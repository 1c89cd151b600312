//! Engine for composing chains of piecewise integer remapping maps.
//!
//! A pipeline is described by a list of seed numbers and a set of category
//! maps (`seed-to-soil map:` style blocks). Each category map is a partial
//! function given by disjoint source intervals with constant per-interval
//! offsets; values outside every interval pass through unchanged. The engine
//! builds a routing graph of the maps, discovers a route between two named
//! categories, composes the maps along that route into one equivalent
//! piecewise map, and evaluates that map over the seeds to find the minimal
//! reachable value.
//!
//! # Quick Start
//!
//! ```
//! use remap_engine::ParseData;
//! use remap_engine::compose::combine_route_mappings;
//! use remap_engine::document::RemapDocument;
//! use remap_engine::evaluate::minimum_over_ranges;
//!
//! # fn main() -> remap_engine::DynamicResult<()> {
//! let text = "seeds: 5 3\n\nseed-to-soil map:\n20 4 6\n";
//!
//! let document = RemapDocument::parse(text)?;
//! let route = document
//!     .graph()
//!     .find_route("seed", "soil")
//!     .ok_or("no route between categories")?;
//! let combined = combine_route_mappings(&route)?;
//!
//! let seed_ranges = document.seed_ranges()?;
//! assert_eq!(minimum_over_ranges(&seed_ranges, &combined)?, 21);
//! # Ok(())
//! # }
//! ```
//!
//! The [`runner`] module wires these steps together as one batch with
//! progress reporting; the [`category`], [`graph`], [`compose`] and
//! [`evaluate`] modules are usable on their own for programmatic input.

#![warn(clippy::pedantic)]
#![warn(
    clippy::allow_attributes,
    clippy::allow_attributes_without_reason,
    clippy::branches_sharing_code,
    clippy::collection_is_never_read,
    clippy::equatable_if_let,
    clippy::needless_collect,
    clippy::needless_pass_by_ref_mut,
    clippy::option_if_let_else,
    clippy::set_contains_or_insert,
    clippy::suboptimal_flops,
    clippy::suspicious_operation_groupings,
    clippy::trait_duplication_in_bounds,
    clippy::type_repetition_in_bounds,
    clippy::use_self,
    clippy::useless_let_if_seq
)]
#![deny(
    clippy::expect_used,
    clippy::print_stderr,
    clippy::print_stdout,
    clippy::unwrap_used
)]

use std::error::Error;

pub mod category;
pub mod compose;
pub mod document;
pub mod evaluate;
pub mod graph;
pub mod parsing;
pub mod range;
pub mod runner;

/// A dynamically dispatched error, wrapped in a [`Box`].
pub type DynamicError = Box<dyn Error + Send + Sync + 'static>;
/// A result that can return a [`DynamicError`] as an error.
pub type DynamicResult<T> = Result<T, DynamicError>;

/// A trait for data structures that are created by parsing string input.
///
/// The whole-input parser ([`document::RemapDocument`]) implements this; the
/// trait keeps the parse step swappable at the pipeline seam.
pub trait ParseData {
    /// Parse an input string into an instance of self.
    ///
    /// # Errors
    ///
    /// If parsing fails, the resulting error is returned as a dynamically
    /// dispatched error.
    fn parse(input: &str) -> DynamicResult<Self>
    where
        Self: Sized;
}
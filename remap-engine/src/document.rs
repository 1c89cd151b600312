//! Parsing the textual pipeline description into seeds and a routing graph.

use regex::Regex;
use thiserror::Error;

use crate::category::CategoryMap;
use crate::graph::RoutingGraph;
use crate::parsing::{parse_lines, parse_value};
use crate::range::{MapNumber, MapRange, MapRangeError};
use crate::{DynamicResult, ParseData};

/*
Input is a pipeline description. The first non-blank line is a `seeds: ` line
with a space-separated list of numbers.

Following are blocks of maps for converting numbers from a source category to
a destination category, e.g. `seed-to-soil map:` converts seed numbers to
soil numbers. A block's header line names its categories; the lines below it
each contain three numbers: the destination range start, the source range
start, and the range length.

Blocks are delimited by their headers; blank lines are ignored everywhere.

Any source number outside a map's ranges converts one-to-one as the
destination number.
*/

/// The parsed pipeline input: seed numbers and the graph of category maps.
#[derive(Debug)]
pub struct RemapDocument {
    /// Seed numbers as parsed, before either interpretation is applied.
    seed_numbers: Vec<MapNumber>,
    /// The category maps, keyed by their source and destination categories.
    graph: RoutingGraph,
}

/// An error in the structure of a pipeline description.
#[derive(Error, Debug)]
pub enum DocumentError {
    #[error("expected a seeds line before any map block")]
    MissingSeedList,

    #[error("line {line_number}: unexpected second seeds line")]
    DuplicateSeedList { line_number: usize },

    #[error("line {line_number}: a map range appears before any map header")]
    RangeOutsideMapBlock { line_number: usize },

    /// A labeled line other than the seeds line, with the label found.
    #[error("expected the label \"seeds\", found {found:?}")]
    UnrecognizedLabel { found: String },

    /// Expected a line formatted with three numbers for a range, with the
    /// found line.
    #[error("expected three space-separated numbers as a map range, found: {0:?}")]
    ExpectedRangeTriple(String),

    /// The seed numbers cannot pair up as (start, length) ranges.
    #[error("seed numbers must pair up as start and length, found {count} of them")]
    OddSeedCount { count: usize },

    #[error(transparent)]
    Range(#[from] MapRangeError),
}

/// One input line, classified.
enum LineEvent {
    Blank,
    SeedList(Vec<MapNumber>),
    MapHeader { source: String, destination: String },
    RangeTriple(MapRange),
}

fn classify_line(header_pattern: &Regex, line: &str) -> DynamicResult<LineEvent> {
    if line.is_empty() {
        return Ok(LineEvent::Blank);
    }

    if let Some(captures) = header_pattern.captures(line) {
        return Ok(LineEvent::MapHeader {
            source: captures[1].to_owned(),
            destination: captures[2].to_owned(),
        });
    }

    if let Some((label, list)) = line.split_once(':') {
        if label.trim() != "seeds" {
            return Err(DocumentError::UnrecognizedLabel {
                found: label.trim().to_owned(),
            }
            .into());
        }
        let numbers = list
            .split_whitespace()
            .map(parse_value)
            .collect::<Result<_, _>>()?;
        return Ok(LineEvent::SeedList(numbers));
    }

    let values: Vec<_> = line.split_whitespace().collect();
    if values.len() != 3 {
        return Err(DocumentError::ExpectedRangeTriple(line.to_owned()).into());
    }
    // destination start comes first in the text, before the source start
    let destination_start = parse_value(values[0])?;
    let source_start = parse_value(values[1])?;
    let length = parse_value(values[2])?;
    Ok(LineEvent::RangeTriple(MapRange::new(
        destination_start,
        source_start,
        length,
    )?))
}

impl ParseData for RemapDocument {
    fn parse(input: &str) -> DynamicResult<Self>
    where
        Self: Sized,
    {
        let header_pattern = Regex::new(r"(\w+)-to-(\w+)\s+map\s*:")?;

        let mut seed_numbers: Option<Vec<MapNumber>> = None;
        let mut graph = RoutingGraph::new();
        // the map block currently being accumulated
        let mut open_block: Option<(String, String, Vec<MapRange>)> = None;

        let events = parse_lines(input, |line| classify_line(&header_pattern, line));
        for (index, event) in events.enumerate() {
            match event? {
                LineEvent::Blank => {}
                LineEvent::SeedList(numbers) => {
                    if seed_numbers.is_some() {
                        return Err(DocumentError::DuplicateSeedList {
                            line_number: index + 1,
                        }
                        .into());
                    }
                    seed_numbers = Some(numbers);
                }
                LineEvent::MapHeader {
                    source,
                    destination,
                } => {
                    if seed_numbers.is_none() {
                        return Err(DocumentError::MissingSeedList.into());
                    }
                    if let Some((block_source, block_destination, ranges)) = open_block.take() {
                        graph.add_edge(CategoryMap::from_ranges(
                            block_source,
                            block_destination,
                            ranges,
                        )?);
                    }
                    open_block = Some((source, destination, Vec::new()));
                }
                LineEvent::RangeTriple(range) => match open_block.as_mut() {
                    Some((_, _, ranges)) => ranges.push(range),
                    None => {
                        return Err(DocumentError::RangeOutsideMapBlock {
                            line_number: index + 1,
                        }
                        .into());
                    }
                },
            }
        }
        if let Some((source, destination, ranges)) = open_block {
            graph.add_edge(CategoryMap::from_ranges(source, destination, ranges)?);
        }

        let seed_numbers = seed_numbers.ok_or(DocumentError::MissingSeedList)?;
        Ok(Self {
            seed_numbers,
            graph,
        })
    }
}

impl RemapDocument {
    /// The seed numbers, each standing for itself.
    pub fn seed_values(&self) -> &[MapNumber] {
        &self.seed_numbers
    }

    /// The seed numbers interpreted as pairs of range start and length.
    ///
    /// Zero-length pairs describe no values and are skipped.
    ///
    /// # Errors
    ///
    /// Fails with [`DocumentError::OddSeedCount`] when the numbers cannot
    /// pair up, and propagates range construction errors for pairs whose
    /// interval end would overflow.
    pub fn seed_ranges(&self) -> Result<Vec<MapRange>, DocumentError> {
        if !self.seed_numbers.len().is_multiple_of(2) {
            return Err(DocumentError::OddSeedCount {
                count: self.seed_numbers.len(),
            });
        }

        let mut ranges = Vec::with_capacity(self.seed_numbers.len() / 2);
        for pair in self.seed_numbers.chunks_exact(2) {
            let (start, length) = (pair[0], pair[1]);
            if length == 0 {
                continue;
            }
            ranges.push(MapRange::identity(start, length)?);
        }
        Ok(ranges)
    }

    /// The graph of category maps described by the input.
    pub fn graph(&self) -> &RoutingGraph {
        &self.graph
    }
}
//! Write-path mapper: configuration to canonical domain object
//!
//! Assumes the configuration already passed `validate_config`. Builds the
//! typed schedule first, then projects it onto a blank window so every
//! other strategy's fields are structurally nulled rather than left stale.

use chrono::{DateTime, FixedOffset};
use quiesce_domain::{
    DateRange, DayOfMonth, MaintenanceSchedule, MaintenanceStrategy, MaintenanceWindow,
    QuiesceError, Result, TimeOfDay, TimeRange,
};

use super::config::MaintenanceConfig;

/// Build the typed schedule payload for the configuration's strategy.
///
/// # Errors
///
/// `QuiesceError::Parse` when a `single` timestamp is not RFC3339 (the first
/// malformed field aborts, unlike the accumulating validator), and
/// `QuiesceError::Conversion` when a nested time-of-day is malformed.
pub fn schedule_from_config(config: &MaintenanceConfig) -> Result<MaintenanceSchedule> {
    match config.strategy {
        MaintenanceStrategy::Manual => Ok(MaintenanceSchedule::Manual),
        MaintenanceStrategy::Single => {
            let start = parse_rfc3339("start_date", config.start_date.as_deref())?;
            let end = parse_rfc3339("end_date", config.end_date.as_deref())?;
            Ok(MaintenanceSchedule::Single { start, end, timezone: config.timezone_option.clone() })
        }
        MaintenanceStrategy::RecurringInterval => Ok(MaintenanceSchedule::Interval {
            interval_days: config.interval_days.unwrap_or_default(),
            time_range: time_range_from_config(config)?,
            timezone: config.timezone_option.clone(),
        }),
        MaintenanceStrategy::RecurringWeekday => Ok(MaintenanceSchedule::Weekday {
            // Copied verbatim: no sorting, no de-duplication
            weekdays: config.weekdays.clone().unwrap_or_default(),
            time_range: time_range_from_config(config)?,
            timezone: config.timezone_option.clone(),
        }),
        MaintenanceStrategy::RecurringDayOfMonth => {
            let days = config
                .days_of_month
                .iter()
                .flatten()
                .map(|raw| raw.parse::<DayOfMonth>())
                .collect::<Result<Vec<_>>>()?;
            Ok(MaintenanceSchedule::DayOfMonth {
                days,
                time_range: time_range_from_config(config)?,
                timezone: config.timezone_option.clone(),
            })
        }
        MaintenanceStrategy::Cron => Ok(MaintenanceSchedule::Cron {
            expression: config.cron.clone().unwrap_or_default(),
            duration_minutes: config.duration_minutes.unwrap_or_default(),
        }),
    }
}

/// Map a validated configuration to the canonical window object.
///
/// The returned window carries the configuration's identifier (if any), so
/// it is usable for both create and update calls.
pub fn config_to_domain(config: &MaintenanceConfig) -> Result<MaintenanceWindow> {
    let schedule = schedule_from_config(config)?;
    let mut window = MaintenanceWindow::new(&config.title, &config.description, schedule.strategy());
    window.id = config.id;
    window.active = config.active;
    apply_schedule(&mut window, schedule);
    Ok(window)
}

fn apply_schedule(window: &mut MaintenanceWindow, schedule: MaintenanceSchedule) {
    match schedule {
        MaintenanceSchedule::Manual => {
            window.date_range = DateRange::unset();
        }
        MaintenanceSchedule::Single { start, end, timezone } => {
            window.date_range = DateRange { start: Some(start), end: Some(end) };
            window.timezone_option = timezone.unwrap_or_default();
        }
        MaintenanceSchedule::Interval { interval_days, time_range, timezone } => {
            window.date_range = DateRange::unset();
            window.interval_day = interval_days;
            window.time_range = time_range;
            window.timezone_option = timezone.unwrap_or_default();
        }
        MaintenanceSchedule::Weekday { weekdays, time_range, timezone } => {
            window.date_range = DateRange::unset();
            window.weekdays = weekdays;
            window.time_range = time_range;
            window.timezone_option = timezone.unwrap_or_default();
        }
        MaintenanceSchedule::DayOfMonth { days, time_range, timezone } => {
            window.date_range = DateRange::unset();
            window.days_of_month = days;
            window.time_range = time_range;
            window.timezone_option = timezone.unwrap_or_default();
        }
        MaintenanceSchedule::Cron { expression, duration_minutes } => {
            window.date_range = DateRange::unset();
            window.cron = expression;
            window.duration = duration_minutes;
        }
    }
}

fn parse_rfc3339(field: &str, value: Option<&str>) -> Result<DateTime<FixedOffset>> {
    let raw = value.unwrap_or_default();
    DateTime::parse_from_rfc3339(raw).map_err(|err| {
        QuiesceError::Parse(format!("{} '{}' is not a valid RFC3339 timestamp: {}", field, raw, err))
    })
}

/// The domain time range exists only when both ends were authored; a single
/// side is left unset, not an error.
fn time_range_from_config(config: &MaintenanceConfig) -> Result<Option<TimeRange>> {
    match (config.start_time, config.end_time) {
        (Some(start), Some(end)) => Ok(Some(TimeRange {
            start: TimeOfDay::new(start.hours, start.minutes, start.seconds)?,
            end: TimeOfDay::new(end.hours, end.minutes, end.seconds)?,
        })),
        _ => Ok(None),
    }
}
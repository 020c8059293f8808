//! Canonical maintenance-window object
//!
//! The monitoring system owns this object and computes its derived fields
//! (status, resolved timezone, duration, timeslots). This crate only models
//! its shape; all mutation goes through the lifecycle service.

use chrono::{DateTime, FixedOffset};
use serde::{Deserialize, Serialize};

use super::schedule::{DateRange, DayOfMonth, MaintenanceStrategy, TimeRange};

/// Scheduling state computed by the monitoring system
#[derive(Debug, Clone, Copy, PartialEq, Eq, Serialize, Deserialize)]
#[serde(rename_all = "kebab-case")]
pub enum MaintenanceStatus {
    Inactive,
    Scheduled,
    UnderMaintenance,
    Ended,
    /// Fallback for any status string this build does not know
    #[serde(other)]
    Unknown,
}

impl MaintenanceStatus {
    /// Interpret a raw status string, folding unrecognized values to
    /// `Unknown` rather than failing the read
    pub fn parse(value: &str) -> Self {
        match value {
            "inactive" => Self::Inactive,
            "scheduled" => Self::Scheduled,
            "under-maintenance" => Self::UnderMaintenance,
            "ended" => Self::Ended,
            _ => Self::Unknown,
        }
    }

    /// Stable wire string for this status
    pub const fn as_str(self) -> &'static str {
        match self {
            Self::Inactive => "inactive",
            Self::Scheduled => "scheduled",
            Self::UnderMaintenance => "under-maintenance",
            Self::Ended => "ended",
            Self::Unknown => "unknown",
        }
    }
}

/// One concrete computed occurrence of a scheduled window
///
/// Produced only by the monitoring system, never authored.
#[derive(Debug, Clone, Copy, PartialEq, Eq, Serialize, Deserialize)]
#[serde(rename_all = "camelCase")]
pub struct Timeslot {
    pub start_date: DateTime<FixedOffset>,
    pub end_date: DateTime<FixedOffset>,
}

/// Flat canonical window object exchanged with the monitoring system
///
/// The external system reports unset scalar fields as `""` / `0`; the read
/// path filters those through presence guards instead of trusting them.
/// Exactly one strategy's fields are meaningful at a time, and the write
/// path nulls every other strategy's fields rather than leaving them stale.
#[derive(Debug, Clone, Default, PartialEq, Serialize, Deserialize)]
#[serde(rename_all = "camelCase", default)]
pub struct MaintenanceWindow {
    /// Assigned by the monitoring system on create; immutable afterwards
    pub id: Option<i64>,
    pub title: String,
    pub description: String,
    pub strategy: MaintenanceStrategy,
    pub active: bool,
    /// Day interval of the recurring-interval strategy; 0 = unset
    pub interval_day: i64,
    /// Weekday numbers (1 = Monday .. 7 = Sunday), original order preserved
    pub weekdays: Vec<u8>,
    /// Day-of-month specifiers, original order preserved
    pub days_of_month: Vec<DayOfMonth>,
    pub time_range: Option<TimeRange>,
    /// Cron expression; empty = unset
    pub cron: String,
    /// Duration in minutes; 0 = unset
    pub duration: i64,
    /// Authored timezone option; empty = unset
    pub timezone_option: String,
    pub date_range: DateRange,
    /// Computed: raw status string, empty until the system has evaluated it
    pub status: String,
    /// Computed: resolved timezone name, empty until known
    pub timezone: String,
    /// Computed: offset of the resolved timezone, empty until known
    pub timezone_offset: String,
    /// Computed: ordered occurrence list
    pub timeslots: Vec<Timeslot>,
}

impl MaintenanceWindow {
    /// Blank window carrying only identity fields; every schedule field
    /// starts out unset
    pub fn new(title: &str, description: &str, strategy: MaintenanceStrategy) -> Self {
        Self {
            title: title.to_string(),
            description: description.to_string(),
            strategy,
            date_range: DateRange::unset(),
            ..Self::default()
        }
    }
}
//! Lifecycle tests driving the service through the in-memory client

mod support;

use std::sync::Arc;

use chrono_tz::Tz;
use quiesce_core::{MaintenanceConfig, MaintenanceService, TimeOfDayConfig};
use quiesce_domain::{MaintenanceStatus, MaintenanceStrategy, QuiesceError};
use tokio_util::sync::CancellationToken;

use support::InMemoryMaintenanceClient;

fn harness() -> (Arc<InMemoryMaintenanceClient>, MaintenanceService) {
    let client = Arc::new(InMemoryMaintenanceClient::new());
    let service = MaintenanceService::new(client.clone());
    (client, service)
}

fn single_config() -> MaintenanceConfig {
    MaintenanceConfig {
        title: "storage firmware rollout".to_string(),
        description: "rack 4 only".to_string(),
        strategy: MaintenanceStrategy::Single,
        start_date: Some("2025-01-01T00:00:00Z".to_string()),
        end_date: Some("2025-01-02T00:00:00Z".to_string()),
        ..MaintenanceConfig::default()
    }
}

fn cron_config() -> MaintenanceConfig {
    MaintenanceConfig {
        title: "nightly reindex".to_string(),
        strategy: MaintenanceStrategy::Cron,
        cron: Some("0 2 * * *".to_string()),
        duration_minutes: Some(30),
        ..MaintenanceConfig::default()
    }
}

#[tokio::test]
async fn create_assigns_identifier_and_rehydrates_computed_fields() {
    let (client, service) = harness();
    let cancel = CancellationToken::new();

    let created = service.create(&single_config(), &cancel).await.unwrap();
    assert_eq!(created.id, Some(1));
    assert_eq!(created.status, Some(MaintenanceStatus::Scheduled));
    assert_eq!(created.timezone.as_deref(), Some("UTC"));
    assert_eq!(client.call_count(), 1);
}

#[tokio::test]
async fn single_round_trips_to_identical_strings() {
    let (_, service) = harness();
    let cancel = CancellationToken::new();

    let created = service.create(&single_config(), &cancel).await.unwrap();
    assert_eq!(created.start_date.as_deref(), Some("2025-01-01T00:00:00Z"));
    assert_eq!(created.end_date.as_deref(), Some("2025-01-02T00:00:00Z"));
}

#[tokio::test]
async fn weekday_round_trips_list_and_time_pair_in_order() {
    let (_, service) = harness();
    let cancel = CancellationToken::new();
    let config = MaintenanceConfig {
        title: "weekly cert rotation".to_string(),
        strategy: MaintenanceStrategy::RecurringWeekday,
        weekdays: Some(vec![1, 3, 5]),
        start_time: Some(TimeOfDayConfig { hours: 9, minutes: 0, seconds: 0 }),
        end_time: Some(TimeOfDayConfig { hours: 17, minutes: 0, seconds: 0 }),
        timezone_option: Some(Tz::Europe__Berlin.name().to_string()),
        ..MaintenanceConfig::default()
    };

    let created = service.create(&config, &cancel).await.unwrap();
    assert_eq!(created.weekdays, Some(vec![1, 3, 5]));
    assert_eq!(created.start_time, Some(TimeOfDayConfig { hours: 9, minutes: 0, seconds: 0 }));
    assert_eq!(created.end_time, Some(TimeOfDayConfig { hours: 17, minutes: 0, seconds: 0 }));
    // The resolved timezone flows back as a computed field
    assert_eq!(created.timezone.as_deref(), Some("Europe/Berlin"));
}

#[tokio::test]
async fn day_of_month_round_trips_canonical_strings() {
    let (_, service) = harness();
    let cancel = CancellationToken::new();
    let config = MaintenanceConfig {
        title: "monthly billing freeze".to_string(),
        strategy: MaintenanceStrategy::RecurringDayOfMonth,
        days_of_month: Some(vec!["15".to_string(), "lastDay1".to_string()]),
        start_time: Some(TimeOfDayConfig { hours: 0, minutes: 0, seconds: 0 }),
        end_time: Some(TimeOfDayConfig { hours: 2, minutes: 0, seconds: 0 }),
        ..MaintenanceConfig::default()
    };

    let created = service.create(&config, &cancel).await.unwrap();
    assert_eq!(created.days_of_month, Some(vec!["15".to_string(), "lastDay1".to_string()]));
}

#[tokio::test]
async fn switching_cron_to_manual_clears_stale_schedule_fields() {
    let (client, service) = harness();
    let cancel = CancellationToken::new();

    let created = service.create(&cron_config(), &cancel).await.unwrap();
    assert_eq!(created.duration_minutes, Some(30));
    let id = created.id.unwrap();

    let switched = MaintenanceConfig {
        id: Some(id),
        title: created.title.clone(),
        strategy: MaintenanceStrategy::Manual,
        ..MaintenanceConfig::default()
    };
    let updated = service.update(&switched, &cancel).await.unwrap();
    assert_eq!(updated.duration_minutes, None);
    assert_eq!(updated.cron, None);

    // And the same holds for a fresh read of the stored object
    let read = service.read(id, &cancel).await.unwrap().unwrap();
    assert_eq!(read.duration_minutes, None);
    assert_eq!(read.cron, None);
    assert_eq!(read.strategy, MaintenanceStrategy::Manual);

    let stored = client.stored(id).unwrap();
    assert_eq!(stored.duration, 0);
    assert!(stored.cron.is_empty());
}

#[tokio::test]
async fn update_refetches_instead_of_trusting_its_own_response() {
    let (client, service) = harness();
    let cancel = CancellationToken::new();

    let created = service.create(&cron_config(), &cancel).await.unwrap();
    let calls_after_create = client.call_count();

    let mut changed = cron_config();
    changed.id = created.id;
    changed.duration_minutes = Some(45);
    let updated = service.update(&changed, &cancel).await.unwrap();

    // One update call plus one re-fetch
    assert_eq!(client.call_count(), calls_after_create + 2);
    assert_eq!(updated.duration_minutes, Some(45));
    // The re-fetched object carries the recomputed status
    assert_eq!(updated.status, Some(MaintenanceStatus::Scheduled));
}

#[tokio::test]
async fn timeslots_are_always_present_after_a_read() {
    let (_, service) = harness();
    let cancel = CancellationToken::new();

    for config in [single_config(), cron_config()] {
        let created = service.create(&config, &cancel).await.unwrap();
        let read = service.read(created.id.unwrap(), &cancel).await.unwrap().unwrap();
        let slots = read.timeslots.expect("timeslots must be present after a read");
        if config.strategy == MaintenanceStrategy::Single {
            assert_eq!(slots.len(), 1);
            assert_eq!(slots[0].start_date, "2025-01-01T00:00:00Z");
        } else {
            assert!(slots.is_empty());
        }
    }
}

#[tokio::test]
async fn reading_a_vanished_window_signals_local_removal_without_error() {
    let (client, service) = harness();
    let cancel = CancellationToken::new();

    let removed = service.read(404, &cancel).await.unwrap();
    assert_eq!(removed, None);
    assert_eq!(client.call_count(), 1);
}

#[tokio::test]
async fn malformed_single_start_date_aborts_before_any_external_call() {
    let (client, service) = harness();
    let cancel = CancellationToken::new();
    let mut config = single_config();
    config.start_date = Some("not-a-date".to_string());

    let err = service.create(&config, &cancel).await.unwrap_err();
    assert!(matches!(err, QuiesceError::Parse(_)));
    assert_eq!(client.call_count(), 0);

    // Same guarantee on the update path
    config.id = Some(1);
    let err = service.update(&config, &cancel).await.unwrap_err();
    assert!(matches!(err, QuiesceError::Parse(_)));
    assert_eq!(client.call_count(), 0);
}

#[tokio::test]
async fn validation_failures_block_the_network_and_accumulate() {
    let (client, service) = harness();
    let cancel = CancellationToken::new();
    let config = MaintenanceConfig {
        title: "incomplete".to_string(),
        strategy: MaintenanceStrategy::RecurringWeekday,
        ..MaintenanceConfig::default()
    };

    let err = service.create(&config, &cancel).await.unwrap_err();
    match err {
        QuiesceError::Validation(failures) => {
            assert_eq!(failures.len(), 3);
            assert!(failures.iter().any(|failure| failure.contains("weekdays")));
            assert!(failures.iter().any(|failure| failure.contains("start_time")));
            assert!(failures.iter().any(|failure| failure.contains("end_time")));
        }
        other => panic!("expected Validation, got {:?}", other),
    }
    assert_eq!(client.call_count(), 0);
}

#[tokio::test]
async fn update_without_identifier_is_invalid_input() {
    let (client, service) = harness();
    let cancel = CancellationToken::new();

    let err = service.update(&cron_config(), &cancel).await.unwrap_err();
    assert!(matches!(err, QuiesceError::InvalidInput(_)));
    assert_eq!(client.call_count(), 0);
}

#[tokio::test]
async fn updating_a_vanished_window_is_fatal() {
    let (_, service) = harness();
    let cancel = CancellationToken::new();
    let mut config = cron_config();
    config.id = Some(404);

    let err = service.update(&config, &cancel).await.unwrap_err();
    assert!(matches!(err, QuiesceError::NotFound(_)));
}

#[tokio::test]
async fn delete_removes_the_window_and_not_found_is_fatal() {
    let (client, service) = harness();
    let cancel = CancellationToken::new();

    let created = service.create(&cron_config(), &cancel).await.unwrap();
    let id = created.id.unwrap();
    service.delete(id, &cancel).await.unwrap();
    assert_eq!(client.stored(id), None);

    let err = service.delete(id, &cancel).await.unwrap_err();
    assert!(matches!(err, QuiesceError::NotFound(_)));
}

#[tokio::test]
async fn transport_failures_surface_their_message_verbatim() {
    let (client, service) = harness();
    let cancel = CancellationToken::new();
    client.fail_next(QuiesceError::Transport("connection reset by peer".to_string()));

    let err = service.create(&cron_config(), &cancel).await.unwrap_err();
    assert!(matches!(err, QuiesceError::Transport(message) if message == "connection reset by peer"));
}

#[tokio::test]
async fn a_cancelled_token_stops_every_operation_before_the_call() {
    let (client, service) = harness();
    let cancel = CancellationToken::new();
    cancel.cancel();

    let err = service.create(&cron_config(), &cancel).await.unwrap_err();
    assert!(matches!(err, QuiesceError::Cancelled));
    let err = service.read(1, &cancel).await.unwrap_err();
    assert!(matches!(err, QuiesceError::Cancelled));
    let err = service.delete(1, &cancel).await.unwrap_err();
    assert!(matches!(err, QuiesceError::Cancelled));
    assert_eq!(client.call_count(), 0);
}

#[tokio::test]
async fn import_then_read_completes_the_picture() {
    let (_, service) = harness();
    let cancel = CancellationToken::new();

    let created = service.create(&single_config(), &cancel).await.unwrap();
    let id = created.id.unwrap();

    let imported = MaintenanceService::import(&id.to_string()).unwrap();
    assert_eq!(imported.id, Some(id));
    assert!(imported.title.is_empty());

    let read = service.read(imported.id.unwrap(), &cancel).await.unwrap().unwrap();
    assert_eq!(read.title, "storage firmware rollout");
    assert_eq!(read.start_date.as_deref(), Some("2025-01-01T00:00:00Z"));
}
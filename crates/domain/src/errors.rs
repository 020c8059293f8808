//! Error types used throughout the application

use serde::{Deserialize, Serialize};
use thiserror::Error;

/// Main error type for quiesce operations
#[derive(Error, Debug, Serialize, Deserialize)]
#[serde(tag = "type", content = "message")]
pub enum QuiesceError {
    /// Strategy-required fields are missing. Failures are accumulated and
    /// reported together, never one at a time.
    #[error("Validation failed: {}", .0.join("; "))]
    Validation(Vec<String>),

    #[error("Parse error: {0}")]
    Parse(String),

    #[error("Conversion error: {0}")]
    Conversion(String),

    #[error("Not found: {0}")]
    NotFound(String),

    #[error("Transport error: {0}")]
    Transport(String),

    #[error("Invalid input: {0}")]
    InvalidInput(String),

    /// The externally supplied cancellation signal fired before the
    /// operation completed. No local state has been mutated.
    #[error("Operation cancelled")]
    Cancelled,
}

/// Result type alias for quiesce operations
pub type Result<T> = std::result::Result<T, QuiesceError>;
****
YOUR INSTRUCTIONS: Across all the entries above, how many lines hold the word "when"? Answer with the number only.

RESPONSE AREA: 4